### Your instructions:
Output the lines below exactly, please, from the first line until the line with "nothing connects anywhere.", counting both.

Data records
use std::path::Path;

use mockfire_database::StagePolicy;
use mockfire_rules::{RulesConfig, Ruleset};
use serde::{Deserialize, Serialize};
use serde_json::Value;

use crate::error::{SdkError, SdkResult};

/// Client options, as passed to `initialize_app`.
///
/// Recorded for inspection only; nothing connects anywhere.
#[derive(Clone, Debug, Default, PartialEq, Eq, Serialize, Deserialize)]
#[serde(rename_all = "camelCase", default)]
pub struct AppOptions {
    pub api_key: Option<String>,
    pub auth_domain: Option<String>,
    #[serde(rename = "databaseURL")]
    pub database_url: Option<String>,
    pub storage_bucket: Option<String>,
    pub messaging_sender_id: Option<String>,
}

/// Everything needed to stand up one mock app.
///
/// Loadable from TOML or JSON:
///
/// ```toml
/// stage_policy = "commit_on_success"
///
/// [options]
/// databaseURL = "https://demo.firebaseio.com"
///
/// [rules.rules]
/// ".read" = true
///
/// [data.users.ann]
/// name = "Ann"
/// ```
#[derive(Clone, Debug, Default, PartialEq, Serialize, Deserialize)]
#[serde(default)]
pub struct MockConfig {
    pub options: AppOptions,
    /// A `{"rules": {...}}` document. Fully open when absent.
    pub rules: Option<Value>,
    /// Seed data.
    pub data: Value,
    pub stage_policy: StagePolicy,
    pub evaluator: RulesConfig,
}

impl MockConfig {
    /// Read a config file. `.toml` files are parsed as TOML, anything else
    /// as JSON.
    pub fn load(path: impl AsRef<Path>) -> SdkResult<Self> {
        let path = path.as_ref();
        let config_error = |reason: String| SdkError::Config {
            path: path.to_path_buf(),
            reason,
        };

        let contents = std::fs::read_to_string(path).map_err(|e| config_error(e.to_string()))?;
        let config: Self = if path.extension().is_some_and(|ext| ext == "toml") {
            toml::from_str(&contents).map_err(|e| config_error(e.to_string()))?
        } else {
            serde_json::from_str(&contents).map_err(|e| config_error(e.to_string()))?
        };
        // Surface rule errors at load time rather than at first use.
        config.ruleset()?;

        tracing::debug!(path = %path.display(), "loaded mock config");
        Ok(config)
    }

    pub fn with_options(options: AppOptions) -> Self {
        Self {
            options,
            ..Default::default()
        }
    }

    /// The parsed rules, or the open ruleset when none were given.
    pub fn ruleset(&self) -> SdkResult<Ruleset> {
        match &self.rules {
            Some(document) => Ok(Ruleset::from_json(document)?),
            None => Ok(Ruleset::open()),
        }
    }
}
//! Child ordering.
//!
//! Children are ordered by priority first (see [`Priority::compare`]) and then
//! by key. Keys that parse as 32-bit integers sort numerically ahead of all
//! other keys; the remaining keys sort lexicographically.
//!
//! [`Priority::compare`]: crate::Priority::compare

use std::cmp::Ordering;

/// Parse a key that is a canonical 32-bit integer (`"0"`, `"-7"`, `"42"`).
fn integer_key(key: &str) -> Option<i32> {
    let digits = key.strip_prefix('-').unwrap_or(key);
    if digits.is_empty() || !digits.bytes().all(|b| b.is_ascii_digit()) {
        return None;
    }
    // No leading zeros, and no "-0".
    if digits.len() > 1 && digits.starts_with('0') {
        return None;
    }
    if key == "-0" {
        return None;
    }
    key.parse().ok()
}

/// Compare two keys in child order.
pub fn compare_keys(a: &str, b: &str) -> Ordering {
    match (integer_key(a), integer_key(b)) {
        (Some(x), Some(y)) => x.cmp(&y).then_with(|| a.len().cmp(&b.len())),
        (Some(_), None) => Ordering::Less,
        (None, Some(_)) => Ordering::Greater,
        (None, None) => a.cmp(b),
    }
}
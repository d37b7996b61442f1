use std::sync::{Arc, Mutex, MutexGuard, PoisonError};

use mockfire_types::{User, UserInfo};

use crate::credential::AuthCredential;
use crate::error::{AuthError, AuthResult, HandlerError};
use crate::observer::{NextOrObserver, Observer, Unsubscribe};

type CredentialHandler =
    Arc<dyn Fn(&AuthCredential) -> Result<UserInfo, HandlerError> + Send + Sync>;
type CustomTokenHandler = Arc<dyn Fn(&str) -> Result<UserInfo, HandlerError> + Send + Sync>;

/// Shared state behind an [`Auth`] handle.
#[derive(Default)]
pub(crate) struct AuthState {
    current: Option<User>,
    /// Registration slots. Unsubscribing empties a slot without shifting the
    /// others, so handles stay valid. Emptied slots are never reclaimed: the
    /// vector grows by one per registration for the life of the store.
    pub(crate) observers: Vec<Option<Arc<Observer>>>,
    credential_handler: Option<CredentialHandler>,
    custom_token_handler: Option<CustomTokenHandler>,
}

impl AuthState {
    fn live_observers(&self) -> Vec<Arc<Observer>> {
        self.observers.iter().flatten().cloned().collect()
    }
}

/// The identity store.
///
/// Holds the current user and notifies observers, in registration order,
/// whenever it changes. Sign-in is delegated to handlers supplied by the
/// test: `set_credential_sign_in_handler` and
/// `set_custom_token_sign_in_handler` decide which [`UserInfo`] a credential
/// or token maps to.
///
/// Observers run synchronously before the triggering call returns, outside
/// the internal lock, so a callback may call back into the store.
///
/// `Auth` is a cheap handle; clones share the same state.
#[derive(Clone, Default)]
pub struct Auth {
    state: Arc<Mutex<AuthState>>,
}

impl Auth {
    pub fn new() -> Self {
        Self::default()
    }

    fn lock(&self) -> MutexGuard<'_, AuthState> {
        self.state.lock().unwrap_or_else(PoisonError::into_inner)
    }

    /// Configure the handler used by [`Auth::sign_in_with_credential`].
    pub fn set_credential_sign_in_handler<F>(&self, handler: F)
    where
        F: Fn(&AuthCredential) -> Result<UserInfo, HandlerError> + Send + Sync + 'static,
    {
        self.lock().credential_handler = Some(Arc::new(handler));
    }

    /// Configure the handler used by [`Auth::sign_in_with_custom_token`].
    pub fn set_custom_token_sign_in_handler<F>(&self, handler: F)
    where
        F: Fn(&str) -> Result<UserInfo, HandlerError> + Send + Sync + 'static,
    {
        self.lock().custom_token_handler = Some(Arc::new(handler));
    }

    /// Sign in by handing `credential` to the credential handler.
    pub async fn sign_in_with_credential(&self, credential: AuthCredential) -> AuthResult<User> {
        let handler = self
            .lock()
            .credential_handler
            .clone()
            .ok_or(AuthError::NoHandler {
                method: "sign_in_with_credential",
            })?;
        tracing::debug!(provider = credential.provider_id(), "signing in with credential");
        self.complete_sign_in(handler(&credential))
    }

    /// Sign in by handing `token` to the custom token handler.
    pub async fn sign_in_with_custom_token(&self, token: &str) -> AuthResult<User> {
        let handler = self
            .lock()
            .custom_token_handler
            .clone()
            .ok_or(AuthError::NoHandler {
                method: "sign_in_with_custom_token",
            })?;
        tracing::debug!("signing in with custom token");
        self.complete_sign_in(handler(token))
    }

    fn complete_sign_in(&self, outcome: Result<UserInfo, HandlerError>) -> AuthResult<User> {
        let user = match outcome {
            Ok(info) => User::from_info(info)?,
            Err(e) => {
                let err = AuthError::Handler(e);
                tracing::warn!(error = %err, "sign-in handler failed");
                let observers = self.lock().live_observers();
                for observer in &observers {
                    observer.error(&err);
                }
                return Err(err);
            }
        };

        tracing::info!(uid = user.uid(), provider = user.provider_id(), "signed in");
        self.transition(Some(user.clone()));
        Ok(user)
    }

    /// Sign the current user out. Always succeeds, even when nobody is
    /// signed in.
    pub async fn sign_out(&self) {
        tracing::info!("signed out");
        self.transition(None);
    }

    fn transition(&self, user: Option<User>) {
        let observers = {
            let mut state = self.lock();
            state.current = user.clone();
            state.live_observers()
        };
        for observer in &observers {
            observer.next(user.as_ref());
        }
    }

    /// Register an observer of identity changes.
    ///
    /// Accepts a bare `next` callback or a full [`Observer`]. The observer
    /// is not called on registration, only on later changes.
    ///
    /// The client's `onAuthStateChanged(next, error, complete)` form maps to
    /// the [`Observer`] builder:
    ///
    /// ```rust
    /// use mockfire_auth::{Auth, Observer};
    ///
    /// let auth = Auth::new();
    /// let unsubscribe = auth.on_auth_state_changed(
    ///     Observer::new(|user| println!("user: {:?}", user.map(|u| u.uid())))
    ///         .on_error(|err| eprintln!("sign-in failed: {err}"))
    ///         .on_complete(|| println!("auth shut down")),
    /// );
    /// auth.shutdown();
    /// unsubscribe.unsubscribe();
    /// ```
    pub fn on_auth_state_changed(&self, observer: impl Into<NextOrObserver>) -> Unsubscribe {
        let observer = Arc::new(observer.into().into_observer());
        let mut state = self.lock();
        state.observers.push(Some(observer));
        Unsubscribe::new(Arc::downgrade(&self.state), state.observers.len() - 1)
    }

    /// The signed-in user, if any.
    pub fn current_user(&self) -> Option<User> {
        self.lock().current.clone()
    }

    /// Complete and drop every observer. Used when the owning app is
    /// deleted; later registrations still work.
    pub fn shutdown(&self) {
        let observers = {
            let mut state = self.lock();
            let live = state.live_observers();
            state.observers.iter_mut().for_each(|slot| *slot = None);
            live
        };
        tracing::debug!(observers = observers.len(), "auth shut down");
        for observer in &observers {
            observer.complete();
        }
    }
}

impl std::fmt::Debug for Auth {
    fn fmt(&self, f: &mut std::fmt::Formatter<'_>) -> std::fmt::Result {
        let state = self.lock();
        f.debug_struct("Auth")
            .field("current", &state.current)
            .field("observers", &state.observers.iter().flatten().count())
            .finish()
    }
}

### Result of this exercise:
use std::path::Path;

use mockfire_database::StagePolicy;
use mockfire_rules::{RulesConfig, Ruleset};
use serde::{Deserialize, Serialize};
use serde_json::Value;

use crate::error::{SdkError, SdkResult};

/// Client options, as passed to `initialize_app`.
///
/// Recorded for inspection only; nothing connects anywhere.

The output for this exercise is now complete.